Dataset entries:
* * * * *
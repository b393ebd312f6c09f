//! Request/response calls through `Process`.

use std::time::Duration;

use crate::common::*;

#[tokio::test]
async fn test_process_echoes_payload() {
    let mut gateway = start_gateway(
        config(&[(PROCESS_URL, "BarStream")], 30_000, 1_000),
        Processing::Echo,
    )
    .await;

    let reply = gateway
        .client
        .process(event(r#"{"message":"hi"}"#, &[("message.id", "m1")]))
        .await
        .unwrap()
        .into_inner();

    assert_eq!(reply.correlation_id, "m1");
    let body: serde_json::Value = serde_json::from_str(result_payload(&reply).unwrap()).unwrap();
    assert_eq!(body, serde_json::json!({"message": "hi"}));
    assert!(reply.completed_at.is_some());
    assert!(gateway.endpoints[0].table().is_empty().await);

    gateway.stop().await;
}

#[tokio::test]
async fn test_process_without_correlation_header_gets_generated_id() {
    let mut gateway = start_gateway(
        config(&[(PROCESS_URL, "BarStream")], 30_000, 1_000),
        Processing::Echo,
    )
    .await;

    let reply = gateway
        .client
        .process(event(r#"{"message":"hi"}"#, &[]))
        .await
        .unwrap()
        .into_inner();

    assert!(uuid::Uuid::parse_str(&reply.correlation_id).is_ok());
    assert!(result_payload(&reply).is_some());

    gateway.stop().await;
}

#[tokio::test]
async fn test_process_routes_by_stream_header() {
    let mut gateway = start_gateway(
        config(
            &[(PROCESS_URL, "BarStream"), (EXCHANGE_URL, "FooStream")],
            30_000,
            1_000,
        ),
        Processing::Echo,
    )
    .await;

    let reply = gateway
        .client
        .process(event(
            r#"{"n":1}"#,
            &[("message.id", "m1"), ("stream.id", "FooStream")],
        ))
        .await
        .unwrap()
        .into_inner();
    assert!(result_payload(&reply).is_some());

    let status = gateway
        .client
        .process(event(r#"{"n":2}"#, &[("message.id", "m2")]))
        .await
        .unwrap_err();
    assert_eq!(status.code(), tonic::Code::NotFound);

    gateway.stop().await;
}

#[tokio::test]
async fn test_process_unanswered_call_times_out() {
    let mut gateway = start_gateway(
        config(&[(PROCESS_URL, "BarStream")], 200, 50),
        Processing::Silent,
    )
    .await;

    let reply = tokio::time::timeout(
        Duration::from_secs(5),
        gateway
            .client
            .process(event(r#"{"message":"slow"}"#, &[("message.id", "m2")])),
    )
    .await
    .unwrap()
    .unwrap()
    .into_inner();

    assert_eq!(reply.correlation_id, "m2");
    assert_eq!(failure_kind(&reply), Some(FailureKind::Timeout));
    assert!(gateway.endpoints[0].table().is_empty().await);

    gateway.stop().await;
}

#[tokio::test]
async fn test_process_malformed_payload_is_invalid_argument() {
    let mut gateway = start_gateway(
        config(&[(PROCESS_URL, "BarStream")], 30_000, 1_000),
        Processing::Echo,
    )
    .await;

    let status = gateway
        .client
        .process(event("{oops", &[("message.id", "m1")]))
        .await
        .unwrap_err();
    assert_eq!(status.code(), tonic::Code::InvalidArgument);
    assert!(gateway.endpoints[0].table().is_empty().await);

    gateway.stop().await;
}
* * * * *
_The task_.
Take the entries above and copy out all lines with the string "FooStream".

_Exercise result_.
            &[(PROCESS_URL, "BarStream"), (EXCHANGE_URL, "FooStream")],
            &[("message.id", "m1"), ("stream.id", "FooStream")],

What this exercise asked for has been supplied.